[Bioperl-l] BLAST parameters

Wiepert, Mathieu Wiepert.Mathieu@mayo.edu
Fri, 9 Aug 2002 23:10:35 -0500


 Hi,

 I suppose I should reply to this, since I am indeed trying to figure out how to get a local remote blast set up.  I mentioned it at BOSC and of course it was mentioned that someone should the possiblitity to change the URL that a remote blast points to.  Sounds easy, but isn't quite.

The paramters for the pages that ncbi provides for local remote blast (this sounds like an oxymoron) are of course different from the ncbi page paramters.  Most notably, the DATABASE parm and QUERY parm are changed to DATALIB and QUERY for the local pages, though there are other changes as well.  Also, ther are no RID's for local set up, so once a blast is fired, the curent program will wait till the blast returns, and then find no RID's in the output.  Not really a problem, but different behavior.  Makes it is harder to put up progress notices though (the sleep, whcih puts up a . every 5 seconds deal).  Long term, it is unclear if NCBI will be changing these as well, leading to a maintenance headache reagrding these paramters (both on their site, and what they release for a local setup).  No word on that yet.  
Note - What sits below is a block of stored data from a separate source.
//! Persistence port: load and save games by id.
//!
//! Saves are revision-checked. A game loaded at revision `n` can only be
//! saved while the store still holds revision `n`; the saved copy carries
//! `n + 1`. A fresh game has revision 0 and is only saved if the id is free.

mod memory;
mod models;
mod schema;
mod sqlite;

pub use memory::MemoryStore;
pub use sqlite::SqliteStore;

use crate::error::StoreError;
use async_trait::async_trait;
use perilous_rules::GameState;
use std::time::Duration;

/// Load/save-by-id storage for games.
#[async_trait]
pub trait GameStore: Send + Sync {
    /// Loads a game, or `None` if it does not exist or has expired.
    ///
    /// # Errors
    ///
    /// Returns [`StoreError`] if the backend fails.
    async fn get(&self, game_id: &str) -> Result<Option<GameState>, StoreError>;

    /// Saves a game loaded at `game.revision()`, returning the new revision.
    ///
    /// # Errors
    ///
    /// Returns [`StoreError`] if the backend fails or another write landed
    /// since the game was loaded; nothing is written in either case.
    async fn put(
        &self,
        game_id: &str,
        game: &GameState,
        ttl: Option<Duration>,
    ) -> Result<u64, StoreError>;

    /// Removes a game. Removing a missing game is not an error.
    ///
    /// # Errors
    ///
    /// Returns [`StoreError`] if the backend fails.
    async fn delete(&self, game_id: &str) -> Result<(), StoreError>;
}

fn expiry(ttl: Option<Duration>) -> Option<chrono::DateTime<chrono::Utc>> {
    ttl.and_then(|ttl| chrono::Duration::from_std(ttl).ok())
        .map(|ttl| chrono::Utc::now() + ttl)
}
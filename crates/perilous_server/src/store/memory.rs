//! In-process game store.

use super::{GameStore, expiry};
use crate::error::StoreError;
use async_trait::async_trait;
use chrono::{DateTime, Utc};
use perilous_rules::GameState;
use std::collections::HashMap;
use std::time::Duration;
use tokio::sync::Mutex;
use tracing::{debug, instrument, warn};

#[derive(Debug, Clone)]
struct Entry {
    game: GameState,
    expires_at: Option<DateTime<Utc>>,
}

impl Entry {
    fn is_expired(&self, now: DateTime<Utc>) -> bool {
        self.expires_at.is_some_and(|at| at <= now)
    }
}

/// Games held in a map; expired entries are dropped when next touched.
#[derive(Debug, Default)]
pub struct MemoryStore {
    games: Mutex<HashMap<String, Entry>>,
}

impl MemoryStore {
    /// Creates an empty store.
    pub fn new() -> Self {
        Self::default()
    }

    /// Number of live games.
    pub async fn len(&self) -> usize {
        let now = Utc::now();
        let games = self.games.lock().await;
        games.values().filter(|entry| !entry.is_expired(now)).count()
    }

    /// Whether the store holds no live games.
    pub async fn is_empty(&self) -> bool {
        self.len().await == 0
    }
}

#[async_trait]
impl GameStore for MemoryStore {
    #[instrument(skip(self))]
    async fn get(&self, game_id: &str) -> Result<Option<GameState>, StoreError> {
        let mut games = self.games.lock().await;
        let expired = games
            .get(game_id)
            .is_some_and(|entry| entry.is_expired(Utc::now()));
        if expired {
            debug!("Dropping expired game");
            games.remove(game_id);
            return Ok(None);
        }
        Ok(games.get(game_id).map(|entry| entry.game.clone()))
    }

    #[instrument(skip(self, game, ttl), fields(revision = game.revision()))]
    async fn put(
        &self,
        game_id: &str,
        game: &GameState,
        ttl: Option<Duration>,
    ) -> Result<u64, StoreError> {
        let mut games = self.games.lock().await;
        let stored = games
            .get(game_id)
            .filter(|entry| !entry.is_expired(Utc::now()))
            .map(|entry| entry.game.revision());

        let expected = game.revision();
        if stored.unwrap_or(0) != expected {
            warn!(expected, ?stored, "Revision mismatch");
            return Err(StoreError::conflict(game_id));
        }

        let mut saved = game.clone();
        saved.set_revision(expected + 1);
        games.insert(
            game_id.to_string(),
            Entry {
                game: saved,
                expires_at: expiry(ttl),
            },
        );
        debug!(revision = expected + 1, "Game saved");
        Ok(expected + 1)
    }

    #[instrument(skip(self))]
    async fn delete(&self, game_id: &str) -> Result<(), StoreError> {
        self.games.lock().await.remove(game_id);
        Ok(())
    }
}

#[cfg(test)]
mod tests {
    use super::*;
    use perilous_rules::Difficulty;

    fn game(id: &str) -> GameState {
        GameState::new(id, Difficulty::Easy, Utc::now())
    }

    #[tokio::test]
    async fn test_put_then_get_bumps_revision() {
        let store = MemoryStore::new();
        let revision = store.put("ABC123", &game("ABC123"), None).await.unwrap();
        assert_eq!(revision, 1);
        let loaded = store.get("ABC123").await.unwrap().unwrap();
        assert_eq!(loaded.revision(), 1);
    }

    #[tokio::test]
    async fn test_stale_write_is_rejected() {
        let store = MemoryStore::new();
        store.put("ABC123", &game("ABC123"), None).await.unwrap();
        let first = store.get("ABC123").await.unwrap().unwrap();
        let second = first.clone();

        store.put("ABC123", &first, None).await.unwrap();
        let err = store.put("ABC123", &second, None).await.unwrap_err();
        assert!(err.message.contains("concurrent modification"));
        assert_eq!(store.get("ABC123").await.unwrap().unwrap().revision(), 2);
    }

    #[tokio::test]
    async fn test_fresh_game_cannot_overwrite_existing_id() {
        let store = MemoryStore::new();
        store.put("ABC123", &game("ABC123"), None).await.unwrap();
        assert!(store.put("ABC123", &game("ABC123"), None).await.is_err());
    }

    #[tokio::test]
    async fn test_expired_games_disappear() {
        let store = MemoryStore::new();
        store
            .put("ABC123", &game("ABC123"), Some(Duration::ZERO))
            .await
            .unwrap();
        assert!(store.get("ABC123").await.unwrap().is_none());
        assert!(store.is_empty().await);
    }

    #[tokio::test]
    async fn test_delete_is_idempotent() {
        let store = MemoryStore::new();
        store.put("ABC123", &game("ABC123"), None).await.unwrap();
        store.delete("ABC123").await.unwrap();
        store.delete("ABC123").await.unwrap();
        assert!(store.get("ABC123").await.unwrap().is_none());
    }
}
//! Puzzle difficulty levels.

use serde::{Deserialize, Serialize};
use strum::{Display, EnumIter, EnumString};

/// Difficulty of the hidden phrase.
///
/// Each level maps to a word-count range through
/// [`WordRanges`](crate::WordRanges).
#[derive(
    Debug,
    Clone,
    Copy,
    Default,
    PartialEq,
    Eq,
    Hash,
    Serialize,
    Deserialize,
    Display,
    EnumString,
    EnumIter,
)]
#[serde(rename_all = "kebab-case")]
#[strum(serialize_all = "kebab-case", ascii_case_insensitive)]
pub enum Difficulty {
    /// Short, everyday phrases.
    Easy,
    /// The default level.
    #[default]
    Medium,
    /// Longer idioms and titles.
    Hard,
    /// Full sayings.
    VeryHard,
}

#[cfg(test)]
mod tests {
    use super::*;
    use std::str::FromStr;

    #[test]
    fn test_parses_kebab_case() {
        assert_eq!(Difficulty::from_str("very-hard").ok(), Some(Difficulty::VeryHard));
        assert_eq!(Difficulty::from_str("EASY").ok(), Some(Difficulty::Easy));
        assert!(Difficulty::from_str("impossible").is_err());
    }

    #[test]
    fn test_serde_uses_kebab_case() {
        let json = serde_json::to_string(&Difficulty::VeryHard).unwrap();
        assert_eq!(json, "\"very-hard\"");
    }
}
So, I am not sure what the best way is to make it work with a local setup, I have something that works, but need some design help if it is to be more generalized than what is there.  I can post more later, if anyone is interested.  Any use cases and criticisms are appreciated.

-Mat

-----Original Message-----
From: Jason Stajich
To: P B
Cc: brian_osborne@cognia.com; bioperl-l@bioperl.org
Sent: 8/9/02 2:35 PM
Subject: RE: [Bioperl-l] BLAST parameters

Yes I wrote RemoteBlast with HARD CODED global hash.
It was more of an exercise than a true flexible remote blasting module
because most systems are different.  We should really setup RemoteBlast
as
a front end factory and subclass it for different types of RemoteBlast
engines (NCBI, EBI, your-favorite-system, local-blast stuff).  The Hard
coding should be removed and made to be picking up defaults but allowing
everything to be set dynamically in the object.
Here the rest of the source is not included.